Jones was assigned to live in Camp Hope, a base near the U.S. Embassy in the Green Zone. She got a second-floor room by herself in a two-story concrete barracks built by Saddam Hussein to house the Republican Guard. Although she had her own bedroom, the building housed 400 or so other men and women. And her room didn’t have a bathroom, which forced her to walk downstairs to get to the communal ladies’ room. She immediately started emailing coworkers back in Houston to try to get moved to a shipping container, which was more private.
Jones had gone to Baghdad to replace another staffer in the IT department, Sara Tumbarella, who was going back to the States. Tumbarella was a spunky twenty-three-year-old woman with long blond hair who’d spent four years in the Army before joining KBR as a contractor. On Jones’s first night there, Tumbarella introduced her to a couple of friends. They made drinks and then went to the Olympic-sized pool at one of Saddam’s former palaces.
Later that evening, Tumbarella introduced Jones to Charles Bortz, a twenty-eight-year-old firefighter who grew up in a small fishing and logging community near Astoria, Oregon. He had enlisted in the Air Force right out of high school and spent eight years serving in Afghanistan, Honduras, and elsewhere before joining KBR. Bortz was dating a woman who worked in Jones’s department but was on leave.
Two nights later, after work, Jones was outside the barracks talking on her cell phone when Tumbarella and Bortz came by and invited her to join some coworkers who were having drinks outside another barrack. She went up to her room, poured herself a cup of Bailey’s Irish Cream, and joined them. By all eyewitness accounts, Jones and Bortz spent the evening flirting. Tumbarella testified that she pulled Bortz aside to remind him that he had a girlfriend who worked in Jones’s department, and that their hooking up would not end well as a result. She gave Jones similar advice.
Around eleven p.m., Jones, having temporarily gone back to her room, sent an email to Peter Arroyo, one of the first people she’d met upon her arrival. She knew Arroyo from Houston, and he had been helping her get settled in Iraq. She complained to him, “I don’t know dude. This place is kinda messed up. Allready I have enemies and its day3.”
At the gathering, Jones had several drinks, but none of the people with them noticed that either Jones or Bortz was particularly intoxicated. The pair was seen by several people leaving the gathering together around midnight heading for Jones’s barracks. What happened next is a matter of dispute.

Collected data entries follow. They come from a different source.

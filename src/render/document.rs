//! Markdown assessment document.

use crate::models::{option_letter, GeneratedQuestion};
use std::path::PathBuf;

/// Illustration state for one question, as resolved by the assembler.
#[derive(Debug, Clone, PartialEq, Eq)]
pub enum ImageRef {
    /// The question has no illustration
    None,
    /// The file exists at this path
    Resolved(PathBuf),
    /// The question names a file that does not exist
    Missing(PathBuf),
}

/// A question paired with its resolved illustration.
#[derive(Debug, Clone)]
pub struct DocumentEntry<'a> {
    pub question: &'a GeneratedQuestion,
    pub image: ImageRef,
}

/// Render the full document: title, description, then one section per question.
pub fn render_document(title: &str, description: &str, entries: &[DocumentEntry<'_>]) -> String {
    let mut doc = format!("# {title}\n\n**Assessment Description:** {description}\n");

    for (i, entry) in entries.iter().enumerate() {
        doc.push_str("\n---\n\n");
        doc.push_str(&render_question(i + 1, entry));
    }

    doc
}

fn render_question(number: usize, entry: &DocumentEntry<'_>) -> String {
    let q = entry.question;
    let mut out = format!("## Question {number}\n\n**Question:** {}\n\n", q.question);

    match &entry.image {
        ImageRef::None => {}
        ImageRef::Resolved(path) => {
            out.push_str(&format!(
                "![Figure for question {number}]({})\n\n",
                path.display()
            ));
        }
        ImageRef::Missing(path) => {
            out.push_str(&format!("_Figure unavailable: {}_\n\n", path.display()));
        }
    }

    out.push_str("**Options:**\n\n");
    for (j, option) in q.options.iter().enumerate() {
        let line = format!("({}) {}", option_letter(j), option);
        if j == q.correct_index {
            out.push_str(&format!("- **{line}**\n"));
        } else {
            out.push_str(&format!("- {line}\n"));
        }
    }

    out.push_str(&format!("\n**Explanation:** {}\n\n", q.explanation));
    out.push_str("**Curriculum Mapping:**\n\n");
    out.push_str(&format!("- Subject: {}\n", q.curriculum.subject));
    out.push_str(&format!("- Unit: {}\n", q.curriculum.unit));
    out.push_str(&format!("- Topic: {}\n", q.curriculum.topic));
    out
}

#[cfg(test)]
mod tests {
    use super::*;
    use crate::models::Curriculum;

    fn question() -> GeneratedQuestion {
        GeneratedQuestion {
            question: "If a triangle has a base of 10 cm and a height of 5 cm, what is its area?"
                .to_string(),
            options: vec!["25 cm²".into(), "30 cm²".into(), "35 cm²".into()],
            correct_index: 0,
            explanation: "Area = 1/2 × base × height = 25 cm²".to_string(),
            curriculum: Curriculum::new(
                "Quantitative Math",
                "Geometry and Measurement",
                "Area & Volume",
            ),
            image_path: None,
            figure: None,
        }
    }

    #[test]
    fn test_correct_option_is_bold() {
        let q = question();
        let doc = render_document(
            "Title",
            "Desc",
            &[DocumentEntry {
                question: &q,
                image: ImageRef::None,
            }],
        );

        assert!(doc.starts_with("# Title\n\n**Assessment Description:** Desc\n"));
        assert!(doc.contains("## Question 1\n\n**Question:** If a triangle"));
        assert!(doc.contains("- **(A) 25 cm²**\n- (B) 30 cm²\n- (C) 35 cm²\n"));
        assert!(doc.contains("**Explanation:** Area = 1/2"));
        assert!(doc.contains("- Topic: Area & Volume\n"));
        assert!(!doc.contains("Figure"));
    }

    #[test]
    fn test_image_states() {
        let q = question();
        let doc = render_document(
            "T",
            "D",
            &[
                DocumentEntry {
                    question: &q,
                    image: ImageRef::Resolved(PathBuf::from("/tmp/images/geometry_question_1.svg")),
                },
                DocumentEntry {
                    question: &q,
                    image: ImageRef::Missing(PathBuf::from("images/q6_hike_altitude.png")),
                },
            ],
        );

        assert!(doc.contains(
            "![Figure for question 1](/tmp/images/geometry_question_1.svg)"
        ));
        assert!(doc.contains("_Figure unavailable: images/q6_hike_altitude.png_"));
        assert_eq!(doc.matches("\n---\n").count(), 2);
    }
}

Jones has told different versions of her story from that night. Initially, she told an Army doctor who examined her, and a woman from KBR’s human relations department, that she was in her room when a bunch of firefighters knocked on the door, came in, and offered her a drink. After taking a few sips, she said, she blacked out and then woke up the next morning bruised and bleeding. Later, on other occasions and in her public appearances, she described going to a party with her coworkers, having two sips of a drink, and remembering nothing else until she woke up the next morning bleeding and bruised with a naked man in her bunk.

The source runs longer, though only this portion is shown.